Sous Vide Your Holiday Ham

I am all about a holiday ham, particularly when accompanied by a sticky-sweet glaze. The salty, fatty slices of pork taste good without much fussing on your part. Since all spiral-cut hams you’ll find in the store are already cooked, all you have to to do is heat them up.

The key, of course, is not drying it out while doing so.

Preventing loss of moisture is the name of the game, so a cooking method that prevents any sort of evaporation is ideal. Cooking a ham sous-vide, in a vacuum-sealed bag, provides an ultra moist cooking environment that lets your big ol’ hunk of cured pig gently warm in its own juices and fat. (In an oven, I wouldn’t dare try and heat my ham over 48C, but with a sous vide I can cook that sucker as high as 62C without drying it out.)

There’s no need to monitor it carefully — a half ham can stay its little hot tub for up to eight hours without any problem, letting you focus on the timing of your side dishes. It’s completely tender, succulent, and juicy, and once it reaches its target temperature, all you have to do is slap on a glaze and pop it under the broiler for a quick crisping.

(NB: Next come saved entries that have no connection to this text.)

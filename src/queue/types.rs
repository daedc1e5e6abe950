//! Type definitions for the queue system

use std::time::Duration;

/// Queue-scoped message identifier allocated by the store's atomic counter
pub type MessageId = u64;

/// Default lifetime of a stored message payload, in seconds
pub const DEFAULT_TTL_SECONDS: u64 = 3600;

/// How a consume call waits for a message
///
/// The default blocks until a message arrives.
#[derive(Debug, Clone, Copy, PartialEq, Eq)]
pub struct ConsumeOptions {
    /// Wait for a message instead of returning immediately on an empty queue
    pub block: bool,
    /// Total wall-clock budget when blocking; zero waits forever
    pub timeout: Duration,
}

impl Default for ConsumeOptions {
    fn default() -> Self {
        Self {
            block: true,
            timeout: Duration::ZERO,
        }
    }
}

impl ConsumeOptions {
    /// Return immediately when nothing is queued
    pub fn non_blocking() -> Self {
        Self {
            block: false,
            timeout: Duration::ZERO,
        }
    }

    /// Wait at most `timeout` in total (zero waits forever)
    pub fn blocking(timeout: Duration) -> Self {
        Self {
            block: true,
            timeout,
        }
    }

    /// Wait until a message arrives
    pub fn forever() -> Self {
        Self::default()
    }
}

Sous vide-ing a ham is is easy — to do so, you will need:

  • 1 bone-in quarter or half ham, left in the vacuum-sealed bag it comes in

For the glaze, you will need:

  • 1 cup Mexican Coca-Cola

  • 2 cups brown sugar

  • 1/2 cup balsamic vinegar

Fill a big tub or bucket with water, set your immersion circulator down in it, and set the temperature to 57C. (You can go as low as 48C, but I like mine a little hotter. Also, though the packaging instructions may say to heat your ham to 73C, this is completely unnecessary; that thing is already cooked.) Remove the outer packaging from your ham, but leave it in its vacuum-sealed bag.

Place the ham in the bath. Walk away for at least two and a half hours for a quarter ham, or three hours for a half.

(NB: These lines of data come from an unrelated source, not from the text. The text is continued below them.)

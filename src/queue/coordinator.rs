//! QueueCoordinator - publish and subscription management for one namespace
//!
//! The coordinator owns the write side of the protocol. Publishing allocates
//! a message id from the queue's atomic counter, stores the payload once with
//! a TTL, then appends the id to the delivery queue of every consumer in the
//! subscriber set at that moment.

use crate::core::validation::validate_ttl_seconds;
use crate::queue::error::{QueueError, QueueResult};
use crate::queue::keys::{validate_identifier, KeyBuilder};
use crate::queue::session::ConsumerSession;
use crate::queue::types::{MessageId, DEFAULT_TTL_SECONDS};
use crate::store::KeyValueStore;
use std::sync::Arc;
use std::time::Duration;

/// Fail fast when the store reports it is not connected
pub(crate) fn ensure_connected(store: &dyn KeyValueStore) -> QueueResult<()> {
    if store.is_connected() {
        Ok(())
    } else {
        log::warn!("Store is not connected, refusing queue operation");
        Err(QueueError::StoreUnavailable {
            message: "store is not connected".to_string(),
        })
    }
}

/// Entry point for publishing to and subscribing to queues in a namespace
///
/// Queues and consumers have no creation step: they exist as soon as a
/// subscribe or publish touches their keys.
///
/// # Thread Safety
///
/// The coordinator holds the store behind an `Arc` and can be shared across
/// threads. Sessions it creates hold a clone of the same handle, so a session
/// blocked in [`ConsumerSession::consume`] occupies that store. With a store
/// that serialises commands, such as [`RedisStore`](crate::store::RedisStore),
/// publishing through the same store waits until the consume returns: build
/// blocking consumers on their own store.
///
/// # Example
///
/// ```rust
/// use rpsqueue::queue::{ConsumeOptions, QueueCoordinator};
/// use rpsqueue::store::MemoryStore;
/// use std::sync::Arc;
///
/// # fn example() -> Result<(), Box<dyn std::error::Error>> {
/// let coordinator = QueueCoordinator::new("n", Arc::new(MemoryStore::new()))?;
///
/// let session = coordinator.subscribe("orders", "c1")?;
/// coordinator.publish("orders", "hello", 3600)?;
///
/// assert_eq!(session.consume(ConsumeOptions::non_blocking())?.as_deref(), Some("hello"));
/// assert_eq!(session.consume(ConsumeOptions::non_blocking())?, None);
/// # Ok(())
/// # }
/// # example().unwrap();
/// ```
#[derive(Clone)]
pub struct QueueCoordinator {
    keys: KeyBuilder,
    store: Arc<dyn KeyValueStore>,
    default_ttl_seconds: u64,
}

impl QueueCoordinator {
    pub fn new(namespace: impl Into<String>, store: Arc<dyn KeyValueStore>) -> QueueResult<Self> {
        Ok(Self {
            keys: KeyBuilder::new(namespace)?,
            store,
            default_ttl_seconds: DEFAULT_TTL_SECONDS,
        })
    }

    /// Replace the TTL used by [`publish_with_default_ttl`](Self::publish_with_default_ttl)
    pub fn with_default_ttl(mut self, ttl_seconds: u64) -> QueueResult<Self> {
        self.default_ttl_seconds = check_ttl(ttl_seconds)?;
        Ok(self)
    }

    pub fn namespace(&self) -> &str {
        self.keys.namespace()
    }

    pub fn default_ttl_seconds(&self) -> u64 {
        self.default_ttl_seconds
    }

    /// The store handle shared with every session
    pub fn store(&self) -> &Arc<dyn KeyValueStore> {
        &self.store
    }

    pub fn keys(&self) -> &KeyBuilder {
        &self.keys
    }

    /// Add `consumer_id` to the subscribers of `queue` and return its session
    ///
    /// Subscribing an existing member is a no-op on the store; its pending
    /// deliveries are kept. Only messages published after this call are
    /// delivered to a new member.
    pub fn subscribe(&self, queue: &str, consumer_id: &str) -> QueueResult<ConsumerSession> {
        let session = self.session(queue, consumer_id)?;
        ensure_connected(self.store.as_ref())?;

        self.store
            .add_to_set(&self.keys.subscriptions_key(queue), consumer_id)?;
        log::debug!(
            "Subscribed consumer '{}' to queue '{}' in namespace '{}'",
            consumer_id,
            queue,
            self.namespace()
        );

        Ok(session)
    }

    /// Build a session for an existing subscription without touching membership
    pub fn session(&self, queue: &str, consumer_id: &str) -> QueueResult<ConsumerSession> {
        validate_identifier("queue", queue)?;
        validate_identifier("consumer", consumer_id)?;
        Ok(ConsumerSession::new(
            self.keys.clone(),
            Arc::clone(&self.store),
            queue.to_string(),
            consumer_id.to_string(),
        ))
    }

    /// Publish `payload` to every current subscriber of `queue`
    ///
    /// Returns the allocated message id. Ids are strictly increasing per
    /// queue but not gap-free: a failure after the counter increment loses
    /// that id. Nothing is rolled back or retried.
    pub fn publish(&self, queue: &str, payload: &str, ttl_seconds: u64) -> QueueResult<MessageId> {
        validate_identifier("queue", queue)?;
        let ttl_seconds = check_ttl(ttl_seconds)?;
        ensure_connected(self.store.as_ref())?;

        let raw_id = self.store.increment(&self.keys.next_id_key())?;
        let message_id = MessageId::try_from(raw_id).map_err(|_| QueueError::OperationFailed {
            message: format!("message id counter for '{}' returned {}", queue, raw_id),
        })?;

        self.store.set_with_expiry(
            &self.keys.message_key(queue, message_id),
            payload,
            Duration::from_secs(ttl_seconds),
        )?;

        // Snapshot read; not atomic with the increment above
        let consumers = self.store.members(&self.keys.subscriptions_key(queue))?;
        let id_text = message_id.to_string();
        for consumer in &consumers {
            self.store
                .push_tail(&self.keys.delivery_queue_key(queue, consumer), &id_text)?;
        }

        if consumers.is_empty() {
            log::debug!(
                "Published message {} on '{}' with no subscribers",
                message_id,
                queue
            );
        } else {
            log::debug!(
                "Published message {} on '{}' to {} consumer(s)",
                message_id,
                queue,
                consumers.len()
            );
        }

        Ok(message_id)
    }

    /// Publish with the coordinator's default TTL
    pub fn publish_with_default_ttl(&self, queue: &str, payload: &str) -> QueueResult<MessageId> {
        self.publish(queue, payload, self.default_ttl_seconds)
    }

    /// Sorted snapshot of the consumers subscribed to `queue`
    pub fn subscribers(&self, queue: &str) -> QueueResult<Vec<String>> {
        validate_identifier("queue", queue)?;
        ensure_connected(self.store.as_ref())?;

        let mut members = self.store.members(&self.keys.subscriptions_key(queue))?;
        members.sort();
        Ok(members)
    }

    pub fn subscriber_count(&self, queue: &str) -> QueueResult<usize> {
        Ok(self.subscribers(queue)?.len())
    }
}

fn check_ttl(ttl_seconds: u64) -> QueueResult<u64> {
    validate_ttl_seconds(ttl_seconds).map_err(|reason| QueueError::InvalidTtl { reason })
}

While the ham is cooking, make your glaze by combining all the glaze ingredients in a sauce pan and heating it over medium heat until it reduces into a thick glaze. Once the sous-vide cooking time has elapsed, preheat your broiled and remove the ham from the bag, and set it in a roasting pan or an sort of oven-safe dish that will hold it.

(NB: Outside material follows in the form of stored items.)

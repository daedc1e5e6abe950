use std::process::ExitCode;

fn main() -> ExitCode {
    rpsqueue::app::startup::startup()
}
//! Queue integration tests through the public API

mod common;

use common::memory_coordinator;
use rpsqueue::queue::{ConsumeOptions, KeyBuilder, QueueCoordinator, QueueError};
use rpsqueue::store::{KeyValueStore, MemoryStore};
use std::sync::Arc;
use std::thread;
use std::time::{Duration, Instant};

#[test]
fn test_publish_without_reader_is_not_delivered() {
    let (_store, coordinator) = memory_coordinator("itest");

    coordinator
        .publish("test", "test message content", 3600)
        .unwrap();
    let session = coordinator.subscribe("test", "consumer").unwrap();

    assert_eq!(session.consume(ConsumeOptions::non_blocking()).unwrap(), None);
}

#[test]
fn test_publish_with_reader_is_delivered() {
    let (_store, coordinator) = memory_coordinator("itest");

    let session = coordinator.subscribe("test", "consumer").unwrap();
    coordinator
        .publish("test", "test message content", 3600)
        .unwrap();

    assert_eq!(
        session.consume(ConsumeOptions::non_blocking()).unwrap(),
        Some("test message content".to_string())
    );
}

#[test]
fn test_store_layout_matches_key_builder() {
    let (store, coordinator) = memory_coordinator("shop");
    let keys = KeyBuilder::new("shop").unwrap();

    coordinator.subscribe("orders", "billing").unwrap();
    let id = coordinator.publish("orders", "order #1", 60).unwrap();

    assert_eq!(keys.next_id_key(), "shop.nextid");
    assert_eq!(
        store.get(&keys.next_id_key()).unwrap(),
        Some(id.to_string())
    );
    assert_eq!(
        store.get(&keys.message_key("orders", id)).unwrap().as_deref(),
        Some("order #1")
    );
    assert_eq!(
        store.members(&keys.subscriptions_key("orders")).unwrap(),
        vec!["billing".to_string()]
    );
    assert_eq!(
        store
            .pop_head(&keys.delivery_queue_key("orders", "billing"))
            .unwrap(),
        Some(id.to_string())
    );
}

#[test]
fn test_two_coordinators_share_one_bus() {
    let store = Arc::new(MemoryStore::new());
    let publisher = QueueCoordinator::new("bus", store.clone()).unwrap();
    let consumer_side = QueueCoordinator::new("bus", store.clone()).unwrap();
    let other_bus = QueueCoordinator::new("other", store).unwrap();

    let session = consumer_side.subscribe("events", "c1").unwrap();
    let stranger = other_bus.subscribe("events", "c1").unwrap();

    publisher.publish("events", "hello", 60).unwrap();

    assert_eq!(session.try_consume().unwrap().as_deref(), Some("hello"));
    assert_eq!(stranger.try_consume().unwrap(), None);
}

#[test]
fn test_blocking_consume_across_threads() {
    let (_store, coordinator) = memory_coordinator("itest");
    let session = coordinator.subscribe("jobs", "worker").unwrap();

    let publisher = coordinator.clone();
    let handle = thread::spawn(move || {
        thread::sleep(Duration::from_millis(150));
        publisher.publish("jobs", "job-1", 60).unwrap();
    });

    let start = Instant::now();
    let payload = session
        .consume(ConsumeOptions::blocking(Duration::from_secs(5)))
        .unwrap();
    handle.join().unwrap();

    assert_eq!(payload.as_deref(), Some("job-1"));
    assert!(start.elapsed() < Duration::from_secs(5));
}

#[test]
fn test_unavailable_store_is_reported_as_connectivity_error() {
    let (store, coordinator) = memory_coordinator("itest");
    store.set_connected(false);

    let error = coordinator.publish("jobs", "lost", 60).unwrap_err();
    assert!(matches!(error, QueueError::StoreUnavailable { .. }));
}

Pour the glaze all over the ham, making sure to get in between the slices, then secure the slices against the body of the ham with toothpicks so they don’t fan out — a fanned out slices is a dry slice. Place the glazed ham under the broiler for about 5-10 minutes, until the it’s all shiny and crusted in sweetness. Remove the toothpicks, fan out the slices, and serve.